The risks posed by doing too little monetary easing far exceed risks posed by doing too much, he argued, making a case for looking beyond the economic metrics:
There are… some very serious risks if we make policy errors by tightening prematurely, or even if we loosen insufficiently. Those risks are not primarily the potential for a double-dip recession or even of temporary measured deflation. While bad, those situations would still be within the range of short-term cyclical developments, and could be weighed against simple inflationary pressures from monetary policy trying to stimulate too much. The risks that I believe we face now are the far more serious ones of sustained low growth turning into a self-fulfilling prophecy, and/or inducing a political reaction that could undermine our long-run stability and prosperity. Inaction by central banks could ratify decisions both by businesses to lastingly shrink the economy’s productive capacity, and by investors to avoid risk and prefer cash. Those tendencies are already present, and insufficient monetary response is likely to worsen them.

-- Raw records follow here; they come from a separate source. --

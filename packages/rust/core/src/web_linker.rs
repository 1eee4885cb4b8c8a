//! Azure portal deep links for ingested resources.

const PORTAL_URL: &str = "https://portal.azure.com";

/// Builds `webLink` values for a tenant.
#[derive(Debug, Clone, PartialEq, Eq)]
pub struct WebLinker {
    domain: Option<String>,
}

impl WebLinker {
    /// `default_domain` is the tenant's default verified domain, when known.
    pub fn new(default_domain: Option<&str>) -> Self {
        Self {
            domain: default_domain
                .map(str::trim)
                .filter(|d| !d.is_empty())
                .map(str::to_string),
        }
    }

    /// `https://portal.azure.com/#@{domain}/resource{id}`, or `None` when
    /// there is no ID to link to.
    ///
    /// Without a known domain the link falls back to the portal's default
    /// directory (`#/resource{id}`).
    pub fn portal_resource_url(&self, id: Option<&str>) -> Option<String> {
        let id = id.filter(|id| !id.is_empty())?;
        Some(match &self.domain {
            Some(domain) => format!("{PORTAL_URL}/#@{domain}/resource{id}"),
            None => format!("{PORTAL_URL}/#/resource{id}"),
        })
    }
}
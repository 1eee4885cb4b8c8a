use cloudgraph_client::advisor::Recommendation;
use cloudgraph_shared::{Entity, Relationship, RelationshipClass, Result};

use super::constants::*;
use crate::steps::{epoch_millis, resource_key};
use crate::web_linker::WebLinker;

pub fn create_recommendation_entity(
    linker: &WebLinker,
    recommendation: &Recommendation,
) -> Result<Entity> {
    let key = resource_key(recommendation.id.as_deref(), &RECOMMENDATION_ENTITY)?;
    let properties = &recommendation.properties;
    let short_description = properties.short_description.as_ref();
    let problem = short_description.and_then(|d| d.problem.as_deref());
    let solution = short_description.and_then(|d| d.solution.as_deref());

    Ok(Entity::new(key, &RECOMMENDATION_ENTITY)
        .with("id", &recommendation.id)
        .with("name", &recommendation.name)
        .with("type", &recommendation.resource_type)
        .with("displayName", problem.or(recommendation.name.as_deref()))
        .with("category", &properties.category)
        .with("impact", &properties.impact)
        .with("severity", properties.impact.as_deref().map(str::to_lowercase))
        .with("impactedField", &properties.impacted_field)
        .with("impactedValue", &properties.impacted_value)
        .with("lastUpdated", epoch_millis(properties.last_updated.as_deref()))
        .with("recommendationTypeId", &properties.recommendation_type_id)
        .with("problem", problem)
        .with("solution", solution)
        .with("resourceId", recommendation.resource_id())
        .with("webLink", linker.portal_resource_url(recommendation.id.as_deref()))
        .with_raw_data("default", recommendation))
}

/// `resource HAS finding`, typed independently of the resource's type.
pub fn create_resource_finding_relationship(resource: &Entity, finding: &Entity) -> Relationship {
    Relationship::between(RelationshipClass::Has, resource, finding)
        .with_type(ANY_RESOURCE_HAS_FINDING.rel_type)
}

pub fn create_assessment_finding_relationship(
    assessment: &Entity,
    finding: &Entity,
) -> Relationship {
    Relationship::between(RelationshipClass::Identified, assessment, finding)
        .with_type(ASSESSMENT_IDENTIFIED_FINDING.rel_type)
}
use cloudgraph_shared::{EntitySchema, RelationshipClass, RelationshipSchema};

pub const STEP_RM_RESOURCES_SUBSCRIPTIONS: &str = "rm-resources-subscriptions";
pub const STEP_RM_RESOURCES_RESOURCE_GROUPS: &str = "rm-resources-resource-groups";

pub const RESOURCE_GROUP_ENTITY_TYPE: &str = "azure_resource_group";

pub const SUBSCRIPTION_ENTITY: EntitySchema = EntitySchema {
    resource_name: "[RM] Subscription",
    entity_type: "azure_subscription",
    class: &["Account"],
};

pub const RESOURCE_GROUP_ENTITY: EntitySchema = EntitySchema {
    resource_name: "[RM] Resource Group",
    entity_type: RESOURCE_GROUP_ENTITY_TYPE,
    class: &["Group"],
};

pub const SUBSCRIPTION_HAS_RESOURCE_GROUP: RelationshipSchema = RelationshipSchema {
    rel_type: "azure_subscription_has_resource_group",
    source_type: "azure_subscription",
    class: RelationshipClass::Has,
    target_type: RESOURCE_GROUP_ENTITY_TYPE,
};

/// `resource_group HAS <target_type>`, with the generated `_type`.
pub const fn resource_group_has(
    rel_type: &'static str,
    target_type: &'static str,
) -> RelationshipSchema {
    RelationshipSchema {
        rel_type,
        source_type: RESOURCE_GROUP_ENTITY_TYPE,
        class: RelationshipClass::Has,
        target_type,
    }
}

Posen, a Harvard Ph.D. economist who maintains a perch at the Peterson Institute for International Economics, a Washington think tank, said the only central bank weapon with sufficient oomph is likely to be more “large scale asset purchases,” or LSAP, another term for “quantitative easing.” Although he suggests the Bank of England buy more gilts, or U.K. government bonds, he expressed interest in purchasing corporate or other private bonds as well.
Posen expressed impatience with central bankers around the world who would rather wait and gauge the impact of the steps they have taken already.
We will only know we will have done enough with QE [quantitative easing] or other monetary stimulus when we have clear indications that our policies are moving the desired variables — market interest rates, wages, output, employment, and inflation expectations — sufficiently and in the right directions on a sustained basis. I do not think that is not enough for a central bank to say, ‘Look, we expanded our balance sheet more than any time in history,’ or ‘we did things we never did before,’ and argue that therefore we must have done a lot, if not too much (not that the Bank of England has done so). In my opinion, that is backwards logic. It would be like saying ‘that fire must be out, because we’ve already pumped more water than for any previous fire we’ve fought,’ or ‘we must have gotten to our destination, because I’ve been driving for hours and we’ve already used a full tank of gas.’
This is a worse fire than any of us have ever seen in our lifetimes, and we are farther from home than we have ever been, and so we cannot judge our progress by how much effort or resources we have already put in,” he continued. “We can only gauge the success of our efforts by our results, and until we achieve those results, there is no danger from our heavy use of the available instruments. This is not a normal situation with finely balanced risks on both sides or with monetary policy able to finely calibrate to an outcome...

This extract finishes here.